WHAT IS BEING ASKED: The reply to the records below should contain exactly the lines from the line with "for unknown contacts." through the line with "turns, oldest first.", and nothing besides.

Items from a dataset:

//! Per-contact transcripts, capped to the most recent turns.

use outreach_core::{
    context::{Role, Turn},
    Contact,
};
use std::collections::{HashMap, VecDeque};

/// In-memory conversation history keyed by contact.
#[derive(Debug)]
pub struct ConversationStore {
    cap: usize,
    conversations: HashMap<Contact, VecDeque<Turn>>,
}

impl ConversationStore {
    pub fn new(cap: usize) -> Self {
        Self {
            cap: cap.max(1),
            conversations: HashMap::new(),
        }
    }

    /// Start an empty conversation, discarding any previous one.
    pub fn reset(&mut self, contact: &Contact) {
        self.conversations.insert(contact.clone(), VecDeque::new());
    }

    /// Append a turn, evicting the oldest turns beyond the cap.
    pub fn append(&mut self, contact: &Contact, role: Role, text: &str) {
        let turns = self.conversations.entry(contact.clone()).or_default();
        turns.push_back(Turn {
            role,
            text: text.to_string(),
        });
        while turns.len() > self.cap {
            turns.pop_front();
        }
    }

    /// Full retained history, oldest first. Empty for unknown contacts.
    pub fn history(&self, contact: &Contact) -> Vec<Turn> {
        self.conversations
            .get(contact)
            .map(|t| t.iter().cloned().collect())
            .unwrap_or_default()
    }

    /// The last `n` turns, oldest first.
    pub fn recent(&self, contact: &Contact, n: usize) -> Vec<Turn> {
        match self.conversations.get(contact) {
            Some(turns) => turns.iter().skip(turns.len().saturating_sub(n)).cloned().collect(),
            None => Vec::new(),
        }
    }

    pub fn contains(&self, contact: &Contact) -> bool {
        self.conversations.contains_key(contact)
    }

    /// Number of conversations held.
    pub fn len(&self) -> usize {
        self.conversations.len()
    }

    pub fn is_empty(&self) -> bool {
        self.conversations.is_empty()
    }

    pub fn remove(&mut self, contact: &Contact) {
        self.conversations.remove(contact);
    }
}

#[cfg(test)]
mod tests {
    use super::*;

    fn contact() -> Contact {
        Contact::from_canonical("+966501234567")
    }

    #[test]
    fn test_append_and_history() {
        let mut store = ConversationStore::new(20);
        store.reset(&contact());
        store.append(&contact(), Role::Assistant, "Offer: 3-pack for 99 SAR");
        store.append(&contact(), Role::Customer, "How much for one?");
        let history = store.history(&contact());
        assert_eq!(history.len(), 2);
        assert_eq!(history[0].role, Role::Assistant);
        assert_eq!(history[1].text, "How much for one?");
    }

    #[test]
    fn test_cap_keeps_most_recent() {
        let mut store = ConversationStore::new(20);
        for i in 0..25 {
            store.append(&contact(), Role::Customer, &format!("turn {i}"));
        }
        let history = store.history(&contact());
        assert_eq!(history.len(), 20);
        assert_eq!(history[0].text, "turn 5");
        assert_eq!(history[19].text, "turn 24");
    }

    #[test]
    fn test_reset_discards_previous() {
        let mut store = ConversationStore::new(20);
        store.append(&contact(), Role::Customer, "old");
        store.reset(&contact());
        assert!(store.contains(&contact()));
        assert!(store.history(&contact()).is_empty());
    }

    #[test]
    fn test_recent() {
        let mut store = ConversationStore::new(20);
        for i in 0..5 {
            store.append(&contact(), Role::Customer, &format!("t{i}"));
        }
        let recent = store.recent(&contact(), 2);
        assert_eq!(recent.len(), 2);
        assert_eq!(recent[0].text, "t3");
        assert_eq!(store.recent(&contact(), 10).len(), 5);
        assert!(store.recent(&Contact::from_canonical("+10000000000"), 3).is_empty());
    }

    #[test]
    fn test_unknown_contact_history_is_empty() {
        let store = ConversationStore::new(20);
        assert!(store.history(&contact()).is_empty());
        assert!(store.is_empty());
    }
}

SOLVED EXERCISE:
    /// Full retained history, oldest first. Empty for unknown contacts.
    pub fn history(&self, contact: &Contact) -> Vec<Turn> {
        self.conversations
            .get(contact)
            .map(|t| t.iter().cloned().collect())
            .unwrap_or_default()
    }

    /// The last `n` turns, oldest first.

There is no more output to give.